João Araújo deixou de ser advogado de Sócrates por divergências estratégicas

João Araújo defendia um caminho diferente daquele que José Sócrates achava ser o mais correcto, tendo decidido não fazer cedência

• Foto: João Miguel Rodrigues

O advogado João Araújo, que  defendeu José Sócrates no âmbito da Operação Marquês até Fevereiro, diz que deixou a defesa do antigo primeiro-ministro por divergências quanto à estratégia a seguir.

Ao semanário Sol, o jurista nega que fora despedido por Sócrates. "Só se despede as pessoas que estão ao serviço, o que não era o meu caso, não sou despedível", explicou. 

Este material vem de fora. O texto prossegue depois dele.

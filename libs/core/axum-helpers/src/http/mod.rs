//! HTTP middleware: CORS and security headers.
//!
//! ```ignore
//! use axum_helpers::http::{create_cors_layer, parse_allowed_origins, security_headers};
//!
//! let origins = parse_allowed_origins("http://localhost:3000")?;
//! let app = Router::new()
//!     .layer(axum::middleware::from_fn(security_headers))
//!     .layer(create_cors_layer(origins));
//! ```

pub mod cors;
pub mod security;

pub use cors::{create_cors_layer, parse_allowed_origins};
pub use security::security_headers;
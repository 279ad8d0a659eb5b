//! DaprEventSink against a stub sidecar served by axum on a random port.

use axum::extract::{Path, Query, State};
use axum::http::StatusCode;
use axum::routing::post;
use axum::Router;
use domain_catalog::*;
use std::collections::HashMap;
use std::sync::Arc;
use std::time::Duration;
use tokio::sync::mpsc;

#[derive(Debug)]
struct Captured {
    pubsub: String,
    topic: String,
    query: HashMap<String, String>,
    body: serde_json::Value,
}

async fn publish(
    State(inbox): State<mpsc::Sender<Captured>>,
    Path((pubsub, topic)): Path<(String, String)>,
    Query(query): Query<HashMap<String, String>>,
    body: axum::body::Bytes,
) -> StatusCode {
    let body: serde_json::Value = serde_json::from_slice(&body).unwrap_or_default();
    let rejected = body["skuCode"] == "REJECT-ME";

    let _ = inbox
        .send(Captured {
            pubsub,
            topic,
            query,
            body,
        })
        .await;

    if rejected {
        StatusCode::INTERNAL_SERVER_ERROR
    } else {
        StatusCode::NO_CONTENT
    }
}

async fn stub_sidecar() -> (DaprConfig, mpsc::Receiver<Captured>) {
    let (tx, rx) = mpsc::channel(8);
    let app = Router::new()
        .route("/v1.0/publish/{pubsub}/{topic}", post(publish))
        .with_state(tx);

    let listener = tokio::net::TcpListener::bind("127.0.0.1:0").await.unwrap();
    let port = listener.local_addr().unwrap().port();
    tokio::spawn(async move {
        axum::serve(listener, app).await.unwrap();
    });

    let config = DaprConfig {
        host: "127.0.0.1".to_string(),
        http_port: port,
        pubsub_name: "catalog-pubsub".to_string(),
    };
    (config, rx)
}

#[tokio::test]
async fn test_sink_posts_to_dapr_publish_endpoint() {
    let (config, mut rx) = stub_sidecar().await;
    let sink = DaprEventSink::new(&config);

    let event = ProductCreated::new("SKU-1");
    sink.send(
        "product-registered",
        "SKU-1",
        serde_json::to_vec(&event).unwrap(),
    )
    .await
    .unwrap();

    let captured = tokio::time::timeout(Duration::from_secs(2), rx.recv())
        .await
        .unwrap()
        .unwrap();
    assert_eq!(captured.pubsub, "catalog-pubsub");
    assert_eq!(captured.topic, "product-registered");
    assert_eq!(
        captured.query.get("metadata.partitionKey").map(String::as_str),
        Some("SKU-1")
    );
    assert_eq!(captured.body["skuCode"], "SKU-1");
    assert_eq!(captured.body["eventId"], event.event_id);
}

#[tokio::test]
async fn test_sink_reports_rejection() {
    let (config, _rx) = stub_sidecar().await;
    let sink = DaprEventSink::new(&config);

    let err = sink
        .send(
            "product-registered",
            "REJECT-ME",
            serde_json::to_vec(&ProductCreated::new("REJECT-ME")).unwrap(),
        )
        .await
        .unwrap_err();
    assert!(matches!(err, PublishError::Rejected { status: 500, .. }));
}

#[tokio::test]
async fn test_sink_reports_unreachable_sidecar() {
    let config = DaprConfig {
        host: "127.0.0.1".to_string(),
        http_port: 1,
        pubsub_name: "catalog-pubsub".to_string(),
    };
    let sink = DaprEventSink::new(&config);

    let err = sink.send("t", "k", b"{}".to_vec()).await.unwrap_err();
    assert!(matches!(err, PublishError::Transport(_)));
}

#[tokio::test]
async fn test_created_product_is_announced_through_sidecar() {
    let (config, mut rx) = stub_sidecar().await;
    let sink: Arc<dyn EventSink> = Arc::new(DaprEventSink::new(&config));
    let (publisher, _dispatcher) = EventPublisher::spawn(sink, 16);

    let service = CatalogService::new(InMemoryProductRepository::new(), CatalogConfig::default())
        .with_publisher(publisher);
    service
        .create_product(CreateProductRequest {
            sku: "SKU-EVT".to_string(),
            name: "Juice".to_string(),
            description: None,
            price: rust_decimal::Decimal::ONE,
            stock: None,
            category: None,
        })
        .await
        .unwrap();

    let captured = tokio::time::timeout(Duration::from_secs(2), rx.recv())
        .await
        .unwrap()
        .unwrap();
    assert_eq!(captured.topic, "product-registered");
    assert_eq!(
        captured.query.get("metadata.partitionKey").map(String::as_str),
        Some("SKU-EVT")
    );
    assert_eq!(captured.body["skuCode"], "SKU-EVT");
}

Contudo, João Araújo defendia um caminho diferente daquele que José Sócrates achava ser o mais correcto, tendo decidido não fazer cedências: "Se entendo que um caminho é o devido, qualquer outro é indevido."

Tal como noticiou a SÁBADO,
 o advogado João Araújo, que há cinco anos representa José Sócrates no processo da Operação Marquês, terá abandonado a defesa do antigo primeiro-ministro. Os últimos requerimentos e recursos apresentados em nome do antigo governante foram apenas assinados pelo advogado Pedro Delille.